Bail-out fund boosted: stocks surge

Global stock exchange indexes have surged in value as the European bail-out fund was boosted to 1 trillion ($NZ1.72 trillion) and investors agreed to a voluntary writedown of 50% of Greece's bank debt.

While there is a meeting of the Group of 20 economies in France later this week, Europe is seeking to expand the European Financial Stability Facility (EFSF), possibly through a special purpose investment vehicle or the International Monetary Fund.

However, as China's President Hu Jintao left for an official visit to the region, including the G20 summit, China's state media has signalled it will not be a "saviour" to Europe; as China holds the world's largest foreign exchange reserves at $US3.2 trillion.

While the ride on the bourses in October was wildly volatile, it appears set to close as the best performing month Wall Street trading has seen in decades.

Earlier in October, the Standard and Poor's 500 Index came within 1% of falling into a bear market - shedding 19% since April, before recovering by 17%, Bloomberg News said.

Forsyth Barr broker Suzanne Kinnaird said stocks and many indexes in the US, Europe, United Kingdom, Asia and Australia made gains last week on the back of US gross domestic product rising at an annual rate of more than 2.5%, boosting of the European rescue fund to 1 trillion and also agreement on the 50% Greek debt write-off.

"Stocks were boosted after the US economy grew in the third quarter at the fastest pace in a year," she said yesterday.

In the US the Standard and Poor's 500 Index rose more than 3.8% last week, driving the index towards the biggest monthly gain since 1974, while the Dow Jones Industrial Average rose more than 3.6%.

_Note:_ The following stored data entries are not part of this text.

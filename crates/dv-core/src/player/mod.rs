//! Player system
//!
//! Contains the Player struct used by level generation and visibility.

mod you;

pub use you::{Arrival, Player};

The Stoxx Europe 600 Index gained more than 4.2% for the week, the UK's FTSE 100 Index was up more than 3.9% during the week and Japan's Nikkei 225 Stock Average rose more than 4.3%.

Craigs Investment Partners broker Chris Timms said while the European fund agreement and positive company reports had driven investor sentiment, he cautioned the recent few days' trading would be a "short-term relief" amd more market volatility was expected.

"The markets will remainfickle. There is more to come out of the euro zone with plenty of structural issues yet to be resolved," he said.

The Group of 20 major economies meet in the French city of Cannes on Thursday and Friday, just a week after European Union leaders reached the last-ditch deal to tackle its debt crisis.

China said it wanted more clarity before investing in the bail-out fund after head of the EFSF Klaus Regling held talks in Beijing to try to win help.

During his visit, Mr Hu will first visit Austria to sign several "framework" agreements, including in the areas of economics and trade, before heading to the G20 meeting, Xinhua said in a separate report.

China's Vice-Foreign Minister Cui Tiankai said on Friday the G20 should focus on the sovereign debt crisis in "developed countries" and the growing pressure of global inflation.

Another Chinese official has played down hopes of a breakthrough at the G20 meeting.

Vice-Finance Minister Zhu Guangyao, also speaking on Friday, said investment in the European bail-out fund was not on the agenda.

The Chinese Government fears the financial risk of a major investment, which could also spark a domestic backlash as the Chinese public asks why they should bail out wealthier nations.

Already, opposition to such a move is being expressed on the internet, on China's hugely popular weibos - microblogging sites similar to Twitter - and in state media.

"China will only participate in a global programme that is defensible to the Chinese people. So don't expect a 'bail-out' or 'rescue' from China," China macro strategist for brokerage CLSA, Andy Rothman said.